Mi padre pagó nuestras entradas para presenciar la principal atracción de la feria que había llegado al pueblo.
Torso aguardaba tras la larga cortina de terciopelo rojo, custodiada por dos muchachos esmirriados que vigilaban para que nadie se atreviera a levantar el telón antes de la esperada función.
Aquella noche de sábado, Torso dejaría su hamaca para invadir los territorios de mi mente y sacudiría sus muñones para sembrar de pesadillas mi niñez.
El presentador, un joven apenas mayor que yo, anunció al grotesco personaje con un alarde de elocuencia: —Hace veinte años, un hombre —no sabemos si fue bueno o malo cuando todavía lo era—, cuyo nombre se perdió en los partes médicos y cuyo oficio no agrega ni quita a su historia, perdió sus principales facultades humanas. Quedó reducido a un vestigio sobre una cama de hospital.
Los hombres perversos, que adoran la ciencia por sobre Dios, lo despojaron de cabeza, brazos y piernas, y lo conectaron a las sofisticadas máquinas que inventaron para burlar a la muerte. Creyeron extender su vida por un día o dos, pero la prolongaron dos décadas: la ilusión de la existencia, el fuego robado a los dioses. Maldecidos por su propia obra, y sin poder controlar su experimento, prefirieron esconder al pobre infeliz que desconectarlo de sus tormentos.
Lo olvidaron en un sótano, hasta que lo rescatamos para llevarlo por los caminos del Señor y descubrirlo al mundo, para que lo contemple, lo conozca y, quién sabe, lo ayude a morir.
Finalizado el febril discurso, las luces y sus manos señalaron un botón rojo sobre un pedestal.
–Aquí está la muerte –exclamó–. Quien quiera liberarlo de su existencia de sufrimiento que presione el botón. Pero quien lo haga cargará para siempre con la culpa de asesinar a su prójimo.
–¡Es una farsa! –advirtió un espectador–. ¡Es un muñeco! Exijo la devolución de mi dinero.
El maestro de la ceremonia, con un mohín burlón, lo invitó a acercarse. El incrédulo aceptó. Yo, por insistencia de mi padre, lo seguí: había que aprovechar al máximo las monedas gastadas en la entrada.

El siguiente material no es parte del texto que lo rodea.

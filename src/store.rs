// SPDX-FileCopyrightText: 2025 Hyperpolymath
// SPDX-License-Identifier: PMPL-1.0-or-later

//! Fixed-window counter storage.
//!
//! The store owns the only mutable shared state of the gate. Each
//! [`CounterStore::hit`] performs the window-reset decision and the
//! increment as one step; callers never observe them separately.

use crate::error::StoreError;
use async_trait::async_trait;
use chrono::{DateTime, Duration, Utc};
use std::collections::HashMap;
use std::sync::Arc;
use tokio::sync::RwLock;
use tracing::debug;

/// Counter identity: policy name plus client key.
///
/// Policies never share entries, even for the same client.
#[derive(Debug, Clone, PartialEq, Eq, Hash)]
pub struct CounterKey {
    pub policy: String,
    pub client: String,
}

impl CounterKey {
    pub fn new(policy: impl Into<String>, client: impl Into<String>) -> Self {
        Self {
            policy: policy.into(),
            client: client.into(),
        }
    }
}

/// Counter state for one key.
#[derive(Debug, Clone, Copy, PartialEq, Eq)]
pub struct RateLimitEntry {
    /// Requests seen in the current window, including the current one
    pub count: u32,
    /// When the current window lapses
    pub window_reset_at: DateTime<Utc>,
    /// Last time the entry was touched
    pub last_seen: DateTime<Utc>,
    /// Window length the entry was created with
    pub window: Duration,
}

impl RateLimitEntry {
    /// `None` when the window end is not representable.
    fn fresh(now: DateTime<Utc>, window: Duration) -> Option<Self> {
        now.checked_add_signed(window).map(|window_reset_at| Self {
            count: 1,
            window_reset_at,
            last_seen: now,
            window,
        })
    }

    /// Whether the sweep may drop this entry.
    ///
    /// An idle span that overflows is never reached, so the entry is kept.
    pub fn is_stale(&self, now: DateTime<Utc>, idle_windows: u32) -> bool {
        let Some(idle) = i32::try_from(idle_windows)
            .ok()
            .and_then(|n| self.window.checked_mul(n))
        else {
            return false;
        };
        now >= self.window_reset_at && now.signed_duration_since(self.last_seen) >= idle
    }
}

/// Backing store for rate-limit counters.
///
/// Implementations must make `hit` linearizable per key.
#[async_trait]
pub trait CounterStore: Send + Sync {
    /// Record one request for `key` and return the entry after the update.
    ///
    /// A missing entry, or one whose window has lapsed at `now`, is replaced
    /// by a fresh window with `count = 1`.
    async fn hit(
        &self,
        key: &CounterKey,
        window: Duration,
        now: DateTime<Utc>,
    ) -> Result<RateLimitEntry, StoreError>;

    /// Drop stale entries. Returns the number removed.
    async fn sweep(&self, now: DateTime<Utc>, idle_windows: u32) -> Result<usize, StoreError>;

    /// Number of live entries.
    async fn entry_count(&self) -> usize;
}

/// Single-process store: a map behind one async write lock.
#[derive(Debug, Clone, Default)]
pub struct InMemoryCounterStore {
    entries: Arc<RwLock<HashMap<CounterKey, RateLimitEntry>>>,
}

impl InMemoryCounterStore {
    pub fn new() -> Self {
        Self::default()
    }

    /// Current entry for `key`, without touching it.
    pub async fn get(&self, key: &CounterKey) -> Option<RateLimitEntry> {
        self.entries.read().await.get(key).copied()
    }
}

#[async_trait]
impl CounterStore for InMemoryCounterStore {
    async fn hit(
        &self,
        key: &CounterKey,
        window: Duration,
        now: DateTime<Utc>,
    ) -> Result<RateLimitEntry, StoreError> {
        let mut entries = self.entries.write().await;

        if let Some(entry) = entries.get_mut(key) {
            if now < entry.window_reset_at {
                entry.count = entry.count.saturating_add(1);
                entry.last_seen = now;
                return Ok(*entry);
            }
        }

        let entry = RateLimitEntry::fresh(now, window).ok_or_else(|| {
            StoreError::WindowOverflow(format!("{}/{}", key.policy, key.client))
        })?;
        entries.insert(key.clone(), entry);
        Ok(entry)
    }

    async fn sweep(&self, now: DateTime<Utc>, idle_windows: u32) -> Result<usize, StoreError> {
        let mut entries = self.entries.write().await;
        let before = entries.len();
        entries.retain(|_, entry| !entry.is_stale(now, idle_windows));
        let removed = before - entries.len();
        debug!(removed, remaining = entries.len(), "Swept rate limit entries");
        Ok(removed)
    }

    async fn entry_count(&self) -> usize {
        self.entries.read().await.len()
    }
}

#[cfg(test)]
mod tests {
    use super::*;

    fn t(ms: i64) -> DateTime<Utc> {
        DateTime::<Utc>::UNIX_EPOCH + Duration::milliseconds(ms)
    }

    #[tokio::test]
    async fn test_hit_counts_within_window() {
        let store = InMemoryCounterStore::new();
        let key = CounterKey::new("login", "1.2.3.4");
        let window = Duration::seconds(60);

        let first = store.hit(&key, window, t(0)).await.unwrap();
        assert_eq!(first.count, 1);
        assert_eq!(first.window_reset_at, t(60_000));

        let second = store.hit(&key, window, t(30_000)).await.unwrap();
        assert_eq!(second.count, 2);
        assert_eq!(second.window_reset_at, t(60_000));
    }

    #[tokio::test]
    async fn test_hit_resets_at_window_boundary() {
        let store = InMemoryCounterStore::new();
        let key = CounterKey::new("login", "1.2.3.4");
        let window = Duration::seconds(60);

        for _ in 0..4 {
            store.hit(&key, window, t(0)).await.unwrap();
        }
        let reset = store.hit(&key, window, t(60_000)).await.unwrap();
        assert_eq!(reset.count, 1);
        assert_eq!(reset.window_reset_at, t(120_000));
    }

    #[tokio::test]
    async fn test_policies_do_not_share_entries() {
        let store = InMemoryCounterStore::new();
        let window = Duration::seconds(60);
        let login = CounterKey::new("login", "1.2.3.4");
        let donation = CounterKey::new("donation", "1.2.3.4");

        store.hit(&login, window, t(0)).await.unwrap();
        store.hit(&login, window, t(0)).await.unwrap();
        let d = store.hit(&donation, window, t(0)).await.unwrap();

        assert_eq!(d.count, 1);
        assert_eq!(store.get(&login).await.map(|e| e.count), Some(2));
        assert_eq!(store.entry_count().await, 2);
    }

    #[tokio::test]
    async fn test_sweep_removes_only_idle_entries() {
        let store = InMemoryCounterStore::new();
        let window = Duration::seconds(10);
        let idle = CounterKey::new("api", "10.0.0.1");
        let busy = CounterKey::new("api", "10.0.0.2");

        store.hit(&idle, window, t(0)).await.unwrap();
        store.hit(&busy, window, t(0)).await.unwrap();
        store.hit(&busy, window, t(25_000)).await.unwrap();

        // idle: last seen 0, 30s ago = 3 windows; busy: window still open
        let removed = store.sweep(t(30_000), 3).await.unwrap();
        assert_eq!(removed, 1);
        assert!(store.get(&idle).await.is_none());
        assert!(store.get(&busy).await.is_some());
    }

    #[tokio::test]
    async fn test_sweep_keeps_lapsed_but_recent_entries() {
        let store = InMemoryCounterStore::new();
        let window = Duration::seconds(10);
        let key = CounterKey::new("api", "10.0.0.1");

        store.hit(&key, window, t(0)).await.unwrap();
        assert_eq!(store.sweep(t(15_000), 3).await.unwrap(), 0);
        assert_eq!(store.entry_count().await, 1);
    }

    #[tokio::test]
    async fn test_unrepresentable_window_is_an_error() {
        let store = InMemoryCounterStore::new();
        let key = CounterKey::new("login", "1.2.3.4");
        let window = Duration::milliseconds(10_000_000_000_000_000);

        let err = store.hit(&key, window, t(0)).await.unwrap_err();
        assert!(matches!(err, StoreError::WindowOverflow(_)));
        assert_eq!(store.entry_count().await, 0);
    }

    #[tokio::test]
    async fn test_sweep_with_huge_idle_span_keeps_entries() {
        let store = InMemoryCounterStore::new();
        let key = CounterKey::new("api", "10.0.0.1");

        store.hit(&key, Duration::seconds(10), t(0)).await.unwrap();
        assert_eq!(store.sweep(t(1_000_000), u32::MAX).await.unwrap(), 0);
        assert_eq!(store.entry_count().await, 1);
    }
}
// SPDX-FileCopyrightText: 2025 Hyperpolymath
// SPDX-License-Identifier: PMPL-1.0-or-later

//! Role-based permission evaluation.
//!
//! The matrix is explicit: each role lists every permission it holds and
//! nothing is inherited from another role. Unknown permission strings
//! always evaluate to `false`.

use crate::error::ConfigError;
use serde::{Deserialize, Serialize};
use std::collections::{HashMap, HashSet};
use std::fmt;
use std::str::FromStr;

/// Account role as reported by the identity provider.
#[derive(Debug, Clone, Copy, PartialEq, Eq, Hash, Serialize, Deserialize)]
#[serde(rename_all = "snake_case")]
pub enum Role {
    Admin,
    Developer,
    Subscriber,
    Unauthenticated,
}

impl Role {
    pub const ALL: [Role; 4] = [
        Role::Admin,
        Role::Developer,
        Role::Subscriber,
        Role::Unauthenticated,
    ];

    pub fn as_str(&self) -> &'static str {
        match self {
            Self::Admin => "admin",
            Self::Developer => "developer",
            Self::Subscriber => "subscriber",
            Self::Unauthenticated => "unauthenticated",
        }
    }

    /// Whether accounts with this role may hold an interactive session.
    pub fn may_hold_session(&self) -> bool {
        matches!(self, Self::Admin | Self::Developer)
    }
}

impl fmt::Display for Role {
    fn fmt(&self, f: &mut fmt::Formatter<'_>) -> fmt::Result {
        f.write_str(self.as_str())
    }
}

/// Error for a role string that names no known role.
#[derive(Debug, Clone, PartialEq, Eq, thiserror::Error)]
#[error("Unknown role: {0}")]
pub struct UnknownRole(pub String);

impl FromStr for Role {
    type Err = UnknownRole;

    fn from_str(s: &str) -> Result<Self, Self::Err> {
        match s.trim().to_ascii_lowercase().as_str() {
            "admin" => Ok(Self::Admin),
            "developer" => Ok(Self::Developer),
            "subscriber" => Ok(Self::Subscriber),
            "unauthenticated" => Ok(Self::Unauthenticated),
            _ => Err(UnknownRole(s.to_string())),
        }
    }
}

/// Closed set of permission tags.
#[derive(Debug, Clone, Copy, PartialEq, Eq, Hash, Serialize, Deserialize)]
#[serde(try_from = "String", into = "String")]
pub enum Permission {
    ReadUsers,
    WriteUsers,
    ReadContent,
    WriteContent,
    PublishContent,
    ModerateComments,
    ReadDonations,
    WriteDonations,
    ReadGoals,
    WriteGoals,
    ReadPrayerRequests,
    ModeratePrayerRequests,
    ReadSubscribers,
    WriteSubscribers,
    SubmitDonation,
    SubmitPrayerRequest,
    ManageSubscription,
    AdminSettings,
}

impl Permission {
    pub const ALL: [Permission; 18] = [
        Permission::ReadUsers,
        Permission::WriteUsers,
        Permission::ReadContent,
        Permission::WriteContent,
        Permission::PublishContent,
        Permission::ModerateComments,
        Permission::ReadDonations,
        Permission::WriteDonations,
        Permission::ReadGoals,
        Permission::WriteGoals,
        Permission::ReadPrayerRequests,
        Permission::ModeratePrayerRequests,
        Permission::ReadSubscribers,
        Permission::WriteSubscribers,
        Permission::SubmitDonation,
        Permission::SubmitPrayerRequest,
        Permission::ManageSubscription,
        Permission::AdminSettings,
    ];

    pub fn as_str(&self) -> &'static str {
        match self {
            Self::ReadUsers => "read:users",
            Self::WriteUsers => "write:users",
            Self::ReadContent => "read:content",
            Self::WriteContent => "write:content",
            Self::PublishContent => "publish:content",
            Self::ModerateComments => "moderate:comments",
            Self::ReadDonations => "read:donations",
            Self::WriteDonations => "write:donations",
            Self::ReadGoals => "read:goals",
            Self::WriteGoals => "write:goals",
            Self::ReadPrayerRequests => "read:prayer-requests",
            Self::ModeratePrayerRequests => "moderate:prayer-requests",
            Self::ReadSubscribers => "read:subscribers",
            Self::WriteSubscribers => "write:subscribers",
            Self::SubmitDonation => "submit:donation",
            Self::SubmitPrayerRequest => "submit:prayer-request",
            Self::ManageSubscription => "manage:subscription",
            Self::AdminSettings => "admin:settings",
        }
    }
}

impl fmt::Display for Permission {
    fn fmt(&self, f: &mut fmt::Formatter<'_>) -> fmt::Result {
        f.write_str(self.as_str())
    }
}

/// Error for a permission string that names no known tag.
#[derive(Debug, Clone, PartialEq, Eq, thiserror::Error)]
#[error("Unknown permission: {0}")]
pub struct UnknownPermission(pub String);

impl FromStr for Permission {
    type Err = UnknownPermission;

    fn from_str(s: &str) -> Result<Self, Self::Err> {
        Permission::ALL
            .iter()
            .copied()
            .find(|p| p.as_str() == s)
            .ok_or_else(|| UnknownPermission(s.to_string()))
    }
}

impl TryFrom<String> for Permission {
    type Error = UnknownPermission;

    fn try_from(value: String) -> Result<Self, Self::Error> {
        value.parse()
    }
}

impl From<Permission> for String {
    fn from(value: Permission) -> Self {
        value.as_str().to_string()
    }
}

/// Static role → permission table.
#[derive(Debug, Clone)]
pub struct PermissionMatrix {
    grants: HashMap<Role, HashSet<Permission>>,
}

impl PermissionMatrix {
    /// Build a matrix from explicit grants and validate it.
    pub fn new(grants: HashMap<Role, HashSet<Permission>>) -> Result<Self, ConfigError> {
        let matrix = Self { grants };
        matrix.validate()?;
        Ok(matrix)
    }

    /// The application's built-in matrix.
    pub fn standard() -> Self {
        use Permission::*;

        let admin: &[Permission] = &Permission::ALL;
        let developer: &[Permission] = &[
            ReadUsers,
            ReadContent,
            WriteContent,
            PublishContent,
            ModerateComments,
            ReadDonations,
            ReadGoals,
            WriteGoals,
            ReadPrayerRequests,
            ModeratePrayerRequests,
            ReadSubscribers,
        ];
        let subscriber: &[Permission] = &[
            ReadContent,
            SubmitDonation,
            SubmitPrayerRequest,
            ManageSubscription,
        ];
        let unauthenticated: &[Permission] = &[ReadContent, SubmitDonation, SubmitPrayerRequest];

        let grants = [
            (Role::Admin, admin),
            (Role::Developer, developer),
            (Role::Subscriber, subscriber),
            (Role::Unauthenticated, unauthenticated),
        ]
        .into_iter()
        .map(|(role, perms)| (role, perms.iter().copied().collect()))
        .collect();

        Self { grants }
    }

    /// Every role must hold at least one permission and every tag must be
    /// granted somewhere.
    pub fn validate(&self) -> Result<(), ConfigError> {
        for role in Role::ALL {
            if self.grants.get(&role).map_or(true, HashSet::is_empty) {
                return Err(ConfigError::EmptyRole(role.to_string()));
            }
        }

        for permission in Permission::ALL {
            if !self.grants.values().any(|set| set.contains(&permission)) {
                return Err(ConfigError::UnusedPermission(permission.to_string()));
            }
        }

        Ok(())
    }

    /// Typed check.
    pub fn allows(&self, role: Role, permission: Permission) -> bool {
        self.grants
            .get(&role)
            .is_some_and(|set| set.contains(&permission))
    }

    /// String check; unknown permission strings are denied.
    pub fn has_permission(&self, role: Role, permission: &str) -> bool {
        match permission.parse::<Permission>() {
            Ok(p) => self.allows(role, p),
            Err(_) => false,
        }
    }

    /// Permissions held by `role`, sorted by tag.
    pub fn permissions_for(&self, role: Role) -> Vec<Permission> {
        let mut perms: Vec<Permission> = self
            .grants
            .get(&role)
            .map(|set| set.iter().copied().collect())
            .unwrap_or_default();
        perms.sort_by_key(|p| p.as_str());
        perms
    }
}

impl Default for PermissionMatrix {
    fn default() -> Self {
        Self::standard()
    }
}
// SPDX-FileCopyrightText: 2025 Hyperpolymath
// SPDX-License-Identifier: PMPL-1.0-or-later

//! Test harness for access gate attack simulation.
//!
//! This module provides utilities for simulating abusive request patterns
//! against the gate to validate its controls under concurrency.

pub mod attacks;
pub mod generators;
pub mod metrics;
// SPDX-FileCopyrightText: 2025 Hyperpolymath
// SPDX-License-Identifier: PMPL-1.0-or-later

//! Access Gate
//!
//! Request-mediation core for the content and donation API. Every
//! privileged call passes through [`AccessGate::evaluate`], which applies:
//!
//! - Per-client fixed-window rate limiting, with independent named policies
//!   (login, donation, password reset, prayer request, subscribe, api)
//! - Session resolution against an external identity provider, with a
//!   bounded timeout and revoke-on-detect for roles without session access
//! - Role-based permission checks over a static, explicit matrix
//!
//! The result is an explicit [`AccessDecision`]; refusals map to 429, 401
//! and 403 at the HTTP boundary.

pub mod clock;
pub mod config;
pub mod error;
pub mod gate;
pub mod handlers;
pub mod limiter;
pub mod metrics;
pub mod permissions;
pub mod request;
pub mod session;
pub mod store;
pub mod testing;

pub use config::Config;
pub use error::{AccessError, ConfigError};
pub use gate::{AccessDecision, AccessGate, UnauthenticatedReason};
pub use limiter::{PolicySet, RateLimitPolicy, RateLimitResult, RateLimiter};
pub use permissions::{Permission, PermissionMatrix, Role};
pub use request::RequestContext;
pub use session::{IdentityProvider, Principal, SessionResolver};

De cerca pude ver al detalle los gruesos tubos, los cables trenzados, los monitores parpadeantes donde saltaban los puntos de colores y las bolsas que recogían los desechos.
Los aparatos electrónicos y mecánicos lo rodeaban: funcionaban, filtraban y mantenían la sangre de aquella aberración que agitaba sus muñones como un escarabajo puesto patas arriba por un malicioso destino.
–Ponga su oído aquí –invitó el guía con mordacidad.
El incrédulo, que rechazaba la veracidad de la historia, escapó despavorido del escenario.
Mi padre, con un gesto seco, me ordenó hacer lo que el adulto no hizo. Me incliné y apoyé la cabeza sobre el pecho macilento de esa temblorosa criatura.Su piel despedía el olor amargo y agrío de los canastos repletos de manzanas podridas. Escuché con claridad el rumor de un tumultuoso mar atrapado entre moles, el inquieto andar de un corazón que suplicaba dentro de Torso.
–¡Está vivo! –grité asombrado al público.
Mi padre y los demás estallaron en risa ante mi exclamación de desconcierto. Entre los comentarios festivos, comprendí, en una sacudida de revelación, lo que significaban mis palabras y salté del susto: aquel resto humano, sin cabeza y sin nombre, existía.
“¿Está vivo? ¿Cómo puede estarlo? ¿Qué siente? ¿Y su alma?”. Las preguntas me ahorcaron hasta arrancarme un par de lagrimas que oculté por vergüenza. Un miedo súbito se apoderó de mi niñez.
Esa noche volví a casa con la bola de algodón de azúcar intacta. No la probé: no me interesaba.
Pensaba en cómo se puede vivir sin gustar el dulce del algodón, sin escuchar una canción, sin sentir el amor del que hablan los chicos grandes en el colegio.
En mi pecho crecía un dolor glacial, cada vez más grande con cada hora que pasaba. Me arrepentí de no haber tenido el valor de apretar el botón que hubiera liberado a la pobre cosa que la feria exhibía como el más asombroso espectáculo del mundo.